**EXERCISE BRIEF:** Exactly those lines that run from the one containing "rolling frame statistics" through the last line of the entries below should be printed, and no others.

**DATA UNDER STUDY:**

== Segment start ==

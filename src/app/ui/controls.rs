use eframe::egui::{self, Align, Layout, Ui, color_picker};

use crate::input::InputEvent;
use crate::plexus::PairScan;

use super::super::ViewModel;

impl ViewModel {
    pub(in crate::app) fn draw_header(&mut self, ui: &mut Ui) -> Option<InputEvent> {
        let mut tilt_event = None;

        ui.horizontal(|ui| {
            ui.heading("plexus-view");
            ui.separator();

            if ui
                .button(format!("Theme: {}", self.theme.label()))
                .on_hover_text("Switch between the dark and light palettes.")
                .clicked()
            {
                self.theme = self.theme.toggled();
            }

            ui.label("Accent");
            color_picker::color_edit_button_srgba(
                ui,
                &mut self.accent,
                color_picker::Alpha::Opaque,
            )
            .on_hover_text("Colour used for highlighted links and focused nodes.");

            ui.checkbox(&mut self.show_graph, "Skill graph")
                .on_hover_text("Show the pointer-reactive skill graph panel.");

            ui.menu_button("Tuning", |ui| {
                ui.label("Link scan");
                ui.horizontal(|ui| {
                    let mut scan = self.plexus.scan();
                    let mut changed = ui
                        .selectable_value(&mut scan, PairScan::AllPairs, "All pairs")
                        .on_hover_text("Compare every particle against every other one.")
                        .changed();
                    changed |= ui
                        .selectable_value(&mut scan, PairScan::Grid, "Uniform grid")
                        .on_hover_text("Only compare particles in neighbouring grid cells.")
                        .changed();
                    if changed {
                        self.plexus.set_scan(scan);
                    }
                });

                ui.separator();
                ui.add(
                    egui::Slider::new(&mut self.pull.strength, 0.0..=0.3)
                        .text("Node pull")
                        .clamping(egui::SliderClamping::Always),
                )
                .on_hover_text("Draw nodes near the pointer slightly toward it.");

                ui.separator();
                let tilt_toggled = ui
                    .checkbox(&mut self.tilt_enabled, "Simulated tilt")
                    .on_hover_text("Steer the reference point with device-orientation angles.")
                    .changed();
                let mut tilt_changed = tilt_toggled && self.tilt_enabled;
                ui.add_enabled_ui(self.tilt_enabled, |ui| {
                    tilt_changed |= ui
                        .add(egui::Slider::new(&mut self.tilt_gamma, -90.0..=90.0).text("Gamma"))
                        .changed();
                    tilt_changed |= ui
                        .add(egui::Slider::new(&mut self.tilt_beta, -180.0..=180.0).text("Beta"))
                        .changed();
                });
                if tilt_changed {
                    tilt_event = Some(InputEvent::Orientation {
                        gamma: self.tilt_gamma,
                        beta: self.tilt_beta,
                    });
                }

                ui.separator();
                ui.checkbox(&mut self.show_stats, "Frame stats")
                    .on_hover_text("Show rolling frame statistics in the header.");
                ui.add_enabled_ui(self.show_stats, |ui| {
                    ui.checkbox(&mut self.stats_show_fps, "Frames per second");
                    ui.checkbox(&mut self.stats_show_frame_time, "Mean frame time");
                    ui.checkbox(&mut self.stats_show_links, "Mean links per frame");
                });
            });

            ui.with_layout(Layout::right_to_left(Align::Center), |ui| {
                ui.label(self.stats_text());
            });
        });

        tilt_event
    }
}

== Segment end ==

**ANSWER FOR THIS EXERCISE:**
                    .on_hover_text("Show rolling frame statistics in the header.");
                ui.add_enabled_ui(self.show_stats, |ui| {
                    ui.checkbox(&mut self.stats_show_fps, "Frames per second");
                    ui.checkbox(&mut self.stats_show_frame_time, "Mean frame time");
                    ui.checkbox(&mut self.stats_show_links, "Mean links per frame");
                });
            });

            ui.with_layout(Layout::right_to_left(Align::Center), |ui| {
                ui.label(self.stats_text());
            });
        });

        tilt_event
    }
}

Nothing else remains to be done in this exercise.